Search the entries for lines that contain the word "text", and report each one found.

(Collected data entries)
===============
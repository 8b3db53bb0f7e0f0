//! Builds the client's HTTP GET Upgrade request and validates the server's
//! 101 response (spec §4.4, §6).
//!
//! Grounded on the teacher's `request.rs` (URL-to-request-line plumbing)
//! and this file's own accept-key law, reworked for the client side: the
//! teacher builds a *response* to a request it received; here we build the
//! *request* and validate the *response*.

use crate::error::Error;
use crate::mask::generate_accept_key;
use log::debug;
use std::time::Duration;
use tokio::io::{AsyncRead, AsyncReadExt};
use tokio::time::timeout;
use url::Url;

/// Everything `build_request` needs, derived once from the target URL.
pub struct HandshakeTarget {
    pub host: String,
    pub port: u16,
    pub use_tls: bool,
    path_and_query: String,
    host_header: String,
}

impl HandshakeTarget {
    /// Parses a `ws://` or `wss://` URL into connection parameters
    /// (spec §6 URL scheme: default ports 80/443).
    pub fn parse(url: &str) -> Result<Self, Error> {
        let parsed = Url::parse(url)?;

        let default_port = match parsed.scheme() {
            "ws" => 80,
            "wss" => 443,
            _ => return Err(Error::InvalidSchemeURL),
        };
        let use_tls = parsed.scheme() == "wss";

        let host = parsed.host_str().ok_or(Error::URLNoHost)?.to_string();
        let port = parsed.port().unwrap_or(default_port);

        let host_header = match parsed.port() {
            Some(port) => format!("{host}:{port}"),
            None => host.clone(),
        };

        let path_and_query = match parsed.query() {
            Some(query) => format!("{}?{}", parsed.path(), query),
            None => parsed.path().to_string(),
        };

        Ok(Self {
            host,
            port,
            use_tls,
            path_and_query,
            host_header,
        })
    }
}

/// Builds the literal request bytes (spec §4.4/§6 required headers).
pub fn build_request(target: &HandshakeTarget, sec_key: &str) -> String {
    format!(
        "GET {path} HTTP/1.1\r\n\
         Host: {host}\r\n\
         Connection: Upgrade\r\n\
         Upgrade: websocket\r\n\
         Sec-WebSocket-Key: {sec_key}\r\n\
         Sec-WebSocket-Version: 13\r\n\
         \r\n",
        path = target.path_and_query,
        host = target.host_header,
    )
}

/// Reads and validates the server's handshake response off `transport`
/// under an overall timeout (spec §4.4, §7 HandshakeFailure), accumulating
/// bytes until a full header block (terminated by `\r\n\r\n`) has arrived.
pub async fn read_response<T: AsyncRead + Unpin>(
    transport: &mut T,
    sec_key: &str,
    handshake_timeout: Duration,
) -> Result<(), Error> {
    timeout(handshake_timeout, read_response_inner(transport, sec_key))
        .await
        .map_err(|_| Error::HandshakeTimeout)?
}

async fn read_response_inner<T: AsyncRead + Unpin>(
    transport: &mut T,
    sec_key: &str,
) -> Result<(), Error> {
    let mut raw = Vec::with_capacity(1024);
    let mut chunk = [0u8; 512];

    loop {
        if let Some(end) = find_header_end(&raw) {
            return validate_response(&raw[..end], sec_key);
        }

        let n = transport.read(&mut chunk).await?;
        if n == 0 {
            return Err(Error::MalformedHandshakeResponse);
        }
        raw.extend_from_slice(&chunk[..n]);

        if raw.len() > 16 * 1024 {
            return Err(Error::MalformedHandshakeResponse);
        }
    }
}

fn find_header_end(raw: &[u8]) -> Option<usize> {
    raw.windows(4)
        .position(|w| w == b"\r\n\r\n")
        .map(|pos| pos + 4)
}

/// Parses the status line and headers (spec §4.4 response parser: split on
/// the first `:`, trim, case-insensitive header names) and checks every
/// invariant the spec requires before the connection may move to `Open`.
fn validate_response(header_block: &[u8], sec_key: &str) -> Result<(), Error> {
    let text = std::str::from_utf8(header_block).map_err(|_| Error::MalformedHandshakeResponse)?;
    let mut lines = text.split("\r\n");

    let status_line = lines.next().ok_or(Error::MalformedHandshakeResponse)?;
    let status: u16 = status_line
        .split_whitespace()
        .nth(1)
        .and_then(|code| code.parse().ok())
        .ok_or(Error::MalformedHandshakeResponse)?;
    if status != 101 {
        return Err(Error::UnexpectedStatus(status));
    }

    let mut upgrade = None;
    let mut connection = None;
    let mut accept = None;

    for line in lines {
        if line.is_empty() {
            continue;
        }
        let Some((name, value)) = line.split_once(':') else {
            continue;
        };
        let name = name.trim().to_ascii_lowercase();
        let value = value.trim().to_string();
        match name.as_str() {
            "upgrade" => upgrade = Some(value),
            "connection" => connection = Some(value),
            "sec-websocket-accept" => accept = Some(value),
            _ => {}
        }
    }

    let upgrade = upgrade.ok_or(Error::NoUpgradeHeaderPresent)?;
    if !upgrade.eq_ignore_ascii_case("websocket") {
        return Err(Error::InvalidUpgradeHeader(upgrade));
    }

    let connection = connection.ok_or(Error::NoConnectionHeaderPresent)?;
    if !connection
        .split(',')
        .any(|token| token.trim().eq_ignore_ascii_case("upgrade"))
    {
        return Err(Error::NoConnectionHeaderPresent);
    }

    let accept = accept.ok_or(Error::NoSecWebsocketAccept)?;
    if accept != generate_accept_key(sec_key) {
        return Err(Error::InvalidAcceptKey);
    }

    debug!("handshake response validated, Sec-WebSocket-Accept matches");
    Ok(())
}

#[cfg(test)]
mod tests {
    use super::*;

    #[test]
    fn parses_ws_url_with_default_port() {
        let target = HandshakeTarget::parse("ws://example.com/chat").unwrap();
        assert_eq!(target.host, "example.com");
        assert_eq!(target.port, 80);
        assert!(!target.use_tls);
        assert_eq!(target.host_header, "example.com");
    }

    #[test]
    fn parses_wss_url_with_explicit_port_and_query() {
        let target = HandshakeTarget::parse("wss://example.com:9443/chat?id=1").unwrap();
        assert_eq!(target.port, 9443);
        assert!(target.use_tls);
        assert_eq!(target.path_and_query, "/chat?id=1");
        assert_eq!(target.host_header, "example.com:9443");
    }

    #[test]
    fn rejects_non_ws_scheme() {
        let err = HandshakeTarget::parse("http://example.com").unwrap_err();
        assert!(matches!(err, Error::InvalidSchemeURL));
    }

    #[test]
    fn request_contains_required_headers() {
        let target = HandshakeTarget::parse("ws://example.com/chat").unwrap();
        let request = build_request(&target, "dGhlIHNhbXBsZSBub25jZQ==");
        assert!(request.starts_with("GET /chat HTTP/1.1\r\n"));
        assert!(request.contains("Host: example.com\r\n"));
        assert!(request.contains("Upgrade: websocket\r\n"));
        assert!(request.contains("Connection: Upgrade\r\n"));
        assert!(request.contains("Sec-WebSocket-Key: dGhlIHNhbXBsZSBub25jZQ==\r\n"));
        assert!(request.contains("Sec-WebSocket-Version: 13\r\n"));
        assert!(request.ends_with("\r\n\r\n"));
    }

    #[tokio::test]
    async fn accepts_valid_101_response() {
        let sec_key = "dGhlIHNhbXBsZSBub25jZQ==";
        let response = format!(
            "HTTP/1.1 101 Switching Protocols\r\n\
             Upgrade: websocket\r\n\
             Connection: Upgrade\r\n\
             Sec-WebSocket-Accept: {}\r\n\r\n",
            generate_accept_key(sec_key)
        );
        let mut cursor = std::io::Cursor::new(response.into_bytes());
        read_response(&mut cursor, sec_key, Duration::from_secs(1))
            .await
            .unwrap();
    }

    #[tokio::test]
    async fn rejects_wrong_status() {
        let response = "HTTP/1.1 404 Not Found\r\n\r\n";
        let mut cursor = std::io::Cursor::new(response.as_bytes().to_vec());
        let err = read_response(&mut cursor, "anykey", Duration::from_secs(1))
            .await
            .unwrap_err();
        assert!(matches!(err, Error::UnexpectedStatus(404)));
    }

    #[tokio::test]
    async fn rejects_mismatched_accept_key() {
        let response = "HTTP/1.1 101 Switching Protocols\r\n\
             Upgrade: websocket\r\n\
             Connection: Upgrade\r\n\
             Sec-WebSocket-Accept: not-the-right-value\r\n\r\n";
        let mut cursor = std::io::Cursor::new(response.as_bytes().to_vec());
        let err = read_response(&mut cursor, "dGhlIHNhbXBsZSBub25jZQ==", Duration::from_secs(1))
            .await
            .unwrap_err();
        assert!(matches!(err, Error::InvalidAcceptKey));
    }
}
===============
» **Response box**:
    let text = std::str::from_utf8(header_block).map_err(|_| Error::MalformedHandshakeResponse)?;
    let mut lines = text.split("\r\n");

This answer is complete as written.